● Exercise requirements
List every line in this data where the string "expected" occurs.

Saved entries:
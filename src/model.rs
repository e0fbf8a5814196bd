use chrono::{DateTime, Utc};
use serde::{Deserialize, Serialize};

/// On-disk pin file shape: `{"pins": [...]}`.
#[derive(Debug, Default, Serialize, Deserialize)]
pub struct PinFile {
    #[serde(default)]
    pub pins: Vec<Pin>,
}

/// A persisted map pin. Optional fields are added by reconciliation and
/// enrichment passes and stay out of the JSON until set.
#[derive(Debug, Clone, Serialize, Deserialize)]
pub struct Pin {
    #[serde(default)]
    pub latitude: f64,
    #[serde(default)]
    pub longitude: f64,
    #[serde(default)]
    pub title: String,
    #[serde(default)]
    pub description: String,
    #[serde(default, skip_serializing_if = "Option::is_none")]
    pub region: Option<String>,
    #[serde(default, skip_serializing_if = "Option::is_none")]
    pub url: Option<String>,
    #[serde(default, skip_serializing_if = "Option::is_none")]
    pub coed_type: Option<String>,
    #[serde(default, skip_serializing_if = "Option::is_none")]
    pub found_type: Option<String>,
    #[serde(default, skip_serializing_if = "Option::is_none")]
    pub neis_code: Option<String>,
}

/// A deduplicated Kakao search result, kept as the raw snapshot for
/// later region reconciliation. Immutable once fetched.
#[derive(Debug, Clone, Default, Serialize, Deserialize)]
pub struct RawPlace {
    #[serde(default)]
    pub id: String,
    #[serde(default)]
    pub name: String,
    #[serde(default)]
    pub address: String,
    #[serde(default)]
    pub road_address: String,
    #[serde(default)]
    pub latitude: f64,
    #[serde(default)]
    pub longitude: f64,
    #[serde(default)]
    pub phone: String,
    #[serde(default)]
    pub url: String,
}

impl RawPlace {
    /// Road address when present, lot-number address otherwise.
    pub fn best_address(&self) -> &str {
        if self.road_address.is_empty() {
            &self.address
        } else {
            &self.road_address
        }
    }
}

/// Raw snapshot file: fetched reference records plus when they were
/// fetched. Used for both Kakao places and NEIS school records.
#[derive(Debug, Serialize, Deserialize)]
pub struct Snapshot<T> {
    pub fetched_at: DateTime<Utc>,
    #[serde(default = "Vec::new")]
    pub records: Vec<T>,
}

impl<T: Clone> Snapshot<T> {
    pub fn now(records: &[T]) -> Self {
        Snapshot {
            fetched_at: Utc::now(),
            records: records.to_vec(),
        }
    }
}

/// NEIS school attribute record, joined onto school pins by name.
#[derive(Debug, Clone, Default, Serialize, Deserialize)]
pub struct SchoolInfo {
    #[serde(default)]
    pub name: String,
    #[serde(default)]
    pub address: String,
    #[serde(default)]
    pub coed_type: String,
    #[serde(default)]
    pub found_type: String,
    #[serde(default)]
    pub sido: String,
    #[serde(default)]
    pub school_code: String,
    #[serde(default)]
    pub neis_code: String,
}

impl Pin {
    /// Convert a raw search result into the persisted pin shape.
    pub fn from_raw(place: &RawPlace) -> Self {
        Pin {
            latitude: place.latitude,
            longitude: place.longitude,
            title: place.name.clone(),
            description: place.best_address().to_string(),
            region: None,
            url: None,
            coed_type: None,
            found_type: None,
            neis_code: None,
        }
    }
}
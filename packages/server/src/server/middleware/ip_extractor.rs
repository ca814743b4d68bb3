use axum::{
    extract::{ConnectInfo, Request},
    http::HeaderMap,
    middleware::Next,
    response::Response,
};
use std::net::{IpAddr, SocketAddr};

/// Client address as seen through any proxy, stored in request extensions
#[derive(Clone, Copy, Debug, PartialEq, Eq)]
pub struct ClientIp(pub IpAddr);

/// Records the caller's address for request logging.
pub async fn extract_client_ip(
    ConnectInfo(addr): ConnectInfo<SocketAddr>,
    mut request: Request,
    next: Next,
) -> Response {
    let ip = client_ip(request.headers(), addr);
    request.extensions_mut().insert(ClientIp(ip));
    next.run(request).await
}

/// X-Forwarded-For (first hop), then X-Real-IP, then the socket peer.
fn client_ip(headers: &HeaderMap, peer: SocketAddr) -> IpAddr {
    let forwarded = headers
        .get("x-forwarded-for")
        .and_then(|v| v.to_str().ok())
        .and_then(|s| s.split(',').next())
        .and_then(|s| s.trim().parse::<IpAddr>().ok());

    let real_ip = || {
        headers
            .get("x-real-ip")
            .and_then(|v| v.to_str().ok())
            .and_then(|s| s.trim().parse::<IpAddr>().ok())
    };

    forwarded.or_else(real_ip).unwrap_or(peer.ip())
}
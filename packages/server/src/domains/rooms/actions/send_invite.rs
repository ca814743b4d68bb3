//! Send invite action

use anyhow::Result;
use tracing::{error, info};

use crate::common::{RoomId, UserId};
use crate::domains::rooms::models::{Invite, RoomRole};
use crate::kernel::ServerDeps;

/// Create an invite and text its link to the invitee.
///
/// The invite is committed before delivery. If the SMS fails the invite
/// still exists and can be re-sent or accepted through its link.
pub async fn send_invite(
    room_id: RoomId,
    phone_e164: &str,
    role: RoomRole,
    inviter: UserId,
    deps: &ServerDeps,
) -> Result<Invite> {
    let invite = deps
        .invites
        .create_invite(room_id, phone_e164, role, inviter)
        .await?;

    let link = deps.invites.settings().invite_link(&invite.token);
    deps.sms.send_invite(phone_e164, &link).await.map_err(|e| {
        error!(invite_id = %invite.id, error = %e, "Failed to send invite SMS");
        anyhow::anyhow!("Failed to send invite SMS: {}", e)
    })?;

    info!(invite_id = %invite.id, room_id = %room_id, "Invite sent");
    Ok(invite)
}
pub mod otp_record;
pub mod phone;
pub mod user;

pub use otp_record::*;
pub use phone::*;
pub use user::*;
use lazy_static::lazy_static;
use regex::Regex;
use sha2::{Digest, Sha256};

lazy_static! {
    static ref NON_DIGIT: Regex = Regex::new(r"\D").expect("static regex is valid");
}

/// Normalize a phone number to E.164.
///
/// - 10 digits: US number without country code, `+1` is prepended
/// - 11 digits starting with `1`: US number with country code
/// - more than 11 digits: international number
///
/// Anything else is rejected. Callers normalize before touching the OTP
/// engine; the engine treats its subject as opaque.
pub fn normalize_phone(phone: &str) -> Option<String> {
    let digits = NON_DIGIT.replace_all(phone, "");

    match digits.len() {
        10 => Some(format!("+1{}", digits)),
        11 if digits.starts_with('1') => Some(format!("+{}", digits)),
        n if n > 11 => Some(format!("+{}", digits)),
        _ => None,
    }
}

/// Hash a normalized phone number for lookups.
///
/// Users are found by this hash; the salt keeps the table from being a
/// plain phone-number index.
pub fn hash_phone_number(phone_number: &str, salt: &str) -> String {
    let mut hasher = Sha256::new();
    hasher.update(phone_number.as_bytes());
    hasher.update(salt.as_bytes());
    format!("{:x}", hasher.finalize())
}

/// Mask a phone number for logs: first four and last four characters kept,
/// e.g. `+15551234567` -> `+155****4567`. Shorter input is fully masked.
pub fn mask_phone(phone: &str) -> String {
    let chars: Vec<char> = phone.chars().collect();
    if chars.len() < 8 {
        return "*".repeat(chars.len());
    }
    let start: String = chars[..4].iter().collect();
    let end: String = chars[chars.len() - 4..].iter().collect();
    format!("{}{}{}", start, "*".repeat(chars.len() - 8), end)
}
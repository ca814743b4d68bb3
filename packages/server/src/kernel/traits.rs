// Trait definitions for dependency injection
//
// These are INFRASTRUCTURE traits only - no business logic. The OTP and
// invite engines are domain code written against them.
//
// Naming convention: Base* for trait names (e.g., BaseKeyValueStore, BaseSmsService)

use anyhow::Result;
use async_trait::async_trait;
use chrono::{DateTime, Utc};
use std::time::Duration;

use super::StoreError;

// =============================================================================
// Key-Value Store Trait (Infrastructure - per-key expiry, atomic primitives)
// =============================================================================

/// Shared key-value store with store-native TTL.
///
/// Every read-modify-write goes through one of the atomic primitives below;
/// implementations must not emulate them with a get followed by a set.
#[async_trait]
pub trait BaseKeyValueStore: Send + Sync {
    async fn get(&self, key: &str) -> Result<Option<String>, StoreError>;

    /// Unconditionally write `value`, replacing any existing entry.
    async fn set_with_ttl(&self, key: &str, value: &str, ttl: Duration)
        -> Result<(), StoreError>;

    /// Write `value` only if the key currently holds exactly `expected`.
    /// Returns false when the entry changed or vanished since it was read.
    async fn compare_and_set(
        &self,
        key: &str,
        expected: &str,
        value: &str,
        ttl: Duration,
    ) -> Result<bool, StoreError>;

    /// Delete the key only if it currently holds exactly `expected`.
    async fn compare_and_delete(&self, key: &str, expected: &str) -> Result<bool, StoreError>;

    /// Increment an integer counter and reset its expiry to `ttl`, as one
    /// atomic unit. Returns the new value.
    async fn increment_with_ttl(&self, key: &str, ttl: Duration) -> Result<i64, StoreError>;

    /// Liveness check used by the health endpoint.
    async fn ping(&self) -> Result<(), StoreError>;
}

// =============================================================================
// SMS Trait (Infrastructure - Notifier collaborator)
// =============================================================================

#[async_trait]
pub trait BaseSmsService: Send + Sync {
    /// Deliver a one-time passcode to a normalized phone number
    async fn send_otp(&self, phone_number: &str, code: &str) -> Result<()>;

    /// Deliver a room invite link
    async fn send_invite(&self, phone_number: &str, invite_link: &str) -> Result<()>;
}

// =============================================================================
// Clock Trait
// =============================================================================

/// Source of "now" for expiry decisions. Injected so tests can move time.
pub trait BaseClock: Send + Sync {
    fn now(&self) -> DateTime<Utc>;
}
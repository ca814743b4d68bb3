//! Rooms domain - rooms, memberships and invites
//!
//! Responsibilities:
//! - Room creation with the creator's membership (`RoomService`)
//! - Invite creation and transactional acceptance (`InviteService`)

pub mod actions;
pub mod errors;
pub mod invite;
pub mod models;
pub mod room;

pub use errors::{InviteError, RoomError};
pub use invite::{AcceptedInvite, InviteService, InviteSettings};
pub use room::RoomService;
//! Kernel module - server infrastructure and dependencies.

pub mod deps;
pub mod redis_store;
pub mod store;
pub mod test_dependencies;
pub mod traits;

pub use deps::{LoggingSmsService, ServerDeps, SystemClock, TwilioAdapter};
pub use redis_store::RedisStore;
pub use store::{begin_with_deadline, with_deadline, StoreError};
pub use test_dependencies::{InMemoryKeyValueStore, MockClock, MockSmsService, SentSms};
pub use traits::*;
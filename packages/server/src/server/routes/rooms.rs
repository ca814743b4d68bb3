//! Room endpoints. All require a session.

use axum::{
    extract::{Extension, Path},
    http::StatusCode,
    Json,
};
use serde::{Deserialize, Serialize};

use crate::common::RoomId;
use crate::domains::rooms::models::{Room, RoomRole};
use crate::server::app::AppState;
use crate::server::error::ApiError;
use crate::server::extract::ApiJson;
use crate::server::middleware::AuthUser;

const MAX_ROOM_NAME_LEN: usize = 200;

#[derive(Deserialize)]
pub struct CreateRoomRequest {
    pub name: String,
    /// Creator's own role; defaults to LANDLORD
    #[serde(default)]
    pub role: Option<RoomRole>,
}

#[derive(Serialize)]
pub struct RoomResponse {
    #[serde(flatten)]
    pub room: Room,
    #[serde(skip_serializing_if = "Option::is_none")]
    pub my_role: Option<RoomRole>,
}

/// POST /rooms
pub async fn create_room_handler(
    Extension(state): Extension<AppState>,
    user: AuthUser,
    ApiJson(body): ApiJson<CreateRoomRequest>,
) -> Result<(StatusCode, Json<RoomResponse>), ApiError> {
    let name = body.name.trim();
    if name.is_empty() || name.len() > MAX_ROOM_NAME_LEN {
        return Err(ApiError::bad_request(format!(
            "Room name must be 1-{} characters",
            MAX_ROOM_NAME_LEN
        )));
    }

    let role = body.role.unwrap_or(RoomRole::Landlord);
    let room = state.deps.rooms.create_room(name, user.user_id, role).await?;

    Ok((
        StatusCode::CREATED,
        Json(RoomResponse {
            room,
            my_role: Some(role),
        }),
    ))
}

/// GET /rooms
pub async fn list_rooms_handler(
    Extension(state): Extension<AppState>,
    user: AuthUser,
) -> Result<Json<Vec<Room>>, ApiError> {
    Ok(Json(state.deps.rooms.list_rooms(user.user_id).await?))
}

/// GET /rooms/:room_id
pub async fn get_room_handler(
    Extension(state): Extension<AppState>,
    user: AuthUser,
    Path(room_id): Path<RoomId>,
) -> Result<Json<RoomResponse>, ApiError> {
    let room = state.deps.rooms.get_room(room_id).await?;
    let my_role = state
        .deps
        .rooms
        .get_user_role_in_room(user.user_id, room_id)
        .await
        .ok();

    Ok(Json(RoomResponse { room, my_role }))
}
use thiserror::Error;
use tracing::warn;

use crate::kernel::StoreError;

/// Outcomes of OTP operations other than success.
///
/// Everything except `StoreUnavailable` is an expected business result that
/// the caller turns into a response. `StoreUnavailable` is transient and
/// left to the caller to retry.
#[derive(Error, Debug, Clone, PartialEq, Eq)]
pub enum OtpError {
    #[error("OTP not found or already used")]
    NotFound,

    #[error("OTP expired")]
    Expired,

    #[error("max OTP attempts exceeded")]
    AttemptsExceeded,

    #[error("invalid OTP code")]
    Mismatch { attempts: u32 },

    #[error("OTP store unavailable")]
    StoreUnavailable,
}

impl From<StoreError> for OtpError {
    fn from(e: StoreError) -> Self {
        warn!(error = %e, "OTP store call failed");
        OtpError::StoreUnavailable
    }
}
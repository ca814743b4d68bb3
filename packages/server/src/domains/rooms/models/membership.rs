use chrono::{DateTime, Utc};
use serde::{Deserialize, Serialize};
use sqlx::PgExecutor;

use super::RoomRole;
use crate::common::{MembershipId, RoomId, UserId};

/// Membership - a user's role within a room
///
/// Rows are never updated. At most one exists per (room_id, user_id),
/// enforced by a unique constraint.
#[derive(Debug, Clone, Serialize, Deserialize, sqlx::FromRow)]
pub struct Membership {
    pub id: MembershipId,
    pub room_id: RoomId,
    pub user_id: UserId,
    pub role: RoomRole,
    pub created_at: DateTime<Utc>,
}

// =============================================================================
// Membership Queries
// =============================================================================

impl Membership {
    pub async fn find<'e>(
        room_id: RoomId,
        user_id: UserId,
        executor: impl PgExecutor<'e>,
    ) -> Result<Option<Self>, sqlx::Error> {
        sqlx::query_as::<_, Membership>(
            "SELECT * FROM room_memberships WHERE room_id = $1 AND user_id = $2",
        )
        .bind(room_id)
        .bind(user_id)
        .fetch_optional(executor)
        .await
    }

    /// Insert unless a row for (room, user) already exists.
    ///
    /// Returns `None` on a uniqueness collision instead of raising, so the
    /// surrounding transaction stays usable.
    pub async fn insert_if_absent<'e>(
        room_id: RoomId,
        user_id: UserId,
        role: RoomRole,
        executor: impl PgExecutor<'e>,
    ) -> Result<Option<Self>, sqlx::Error> {
        sqlx::query_as::<_, Membership>(
            r#"
            INSERT INTO room_memberships (id, room_id, user_id, role)
            VALUES ($1, $2, $3, $4)
            ON CONFLICT (room_id, user_id) DO NOTHING
            RETURNING *
            "#,
        )
        .bind(MembershipId::new())
        .bind(room_id)
        .bind(user_id)
        .bind(role)
        .fetch_optional(executor)
        .await
    }

    pub async fn count_for_room<'e>(
        room_id: RoomId,
        executor: impl PgExecutor<'e>,
    ) -> Result<i64, sqlx::Error> {
        sqlx::query_scalar::<_, i64>("SELECT COUNT(*) FROM room_memberships WHERE room_id = $1")
            .bind(room_id)
            .fetch_one(executor)
            .await
    }
}
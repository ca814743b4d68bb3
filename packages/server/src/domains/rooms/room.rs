//! Room engine: creation and membership lookups.

use std::time::Duration;

use sqlx::PgPool;
use tracing::info;

use super::errors::RoomError;
use super::models::{Membership, Room, RoomRole};
use crate::common::{RoomId, UserId};
use crate::kernel::{begin_with_deadline, with_deadline};

pub struct RoomService {
    pool: PgPool,
    store_timeout: Duration,
}

impl RoomService {
    pub fn new(pool: PgPool, store_timeout: Duration) -> Self {
        Self {
            pool,
            store_timeout,
        }
    }

    /// Create a room and the creator's membership in one transaction.
    pub async fn create_room(
        &self,
        name: &str,
        creator: UserId,
        creator_role: RoomRole,
    ) -> Result<Room, RoomError> {
        let room = with_deadline(self.store_timeout, async {
            let mut tx = begin_with_deadline(&self.pool, self.store_timeout).await?;
            let room = Room::insert(name, creator, &mut *tx).await?;
            Membership::insert_if_absent(room.id, creator, creator_role, &mut *tx).await?;
            tx.commit().await?;
            Ok::<_, sqlx::Error>(room)
        })
        .await?;

        info!(room_id = %room.id, creator = %creator, role = %creator_role, "Room created");
        Ok(room)
    }

    pub async fn get_room(&self, room_id: RoomId) -> Result<Room, RoomError> {
        with_deadline(self.store_timeout, Room::find_by_id(room_id, &self.pool))
            .await?
            .ok_or(RoomError::NotFound)
    }

    /// Rooms the user is a member of, newest first.
    pub async fn list_rooms(&self, user_id: UserId) -> Result<Vec<Room>, RoomError> {
        Ok(with_deadline(self.store_timeout, Room::find_for_user(user_id, &self.pool)).await?)
    }

    pub async fn get_user_role_in_room(
        &self,
        user_id: UserId,
        room_id: RoomId,
    ) -> Result<RoomRole, RoomError> {
        with_deadline(
            self.store_timeout,
            Membership::find(room_id, user_id, &self.pool),
        )
        .await?
        .map(|m| m.role)
        .ok_or(RoomError::NotAMember)
    }
}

● Answer to this task
    /// Write `value` only if the key currently holds exactly `expected`.
        expected: &str,
    /// Delete the key only if it currently holds exactly `expected`.
    async fn compare_and_delete(&self, key: &str, expected: &str) -> Result<bool, StoreError>;
/// Everything except `StoreUnavailable` is an expected business result that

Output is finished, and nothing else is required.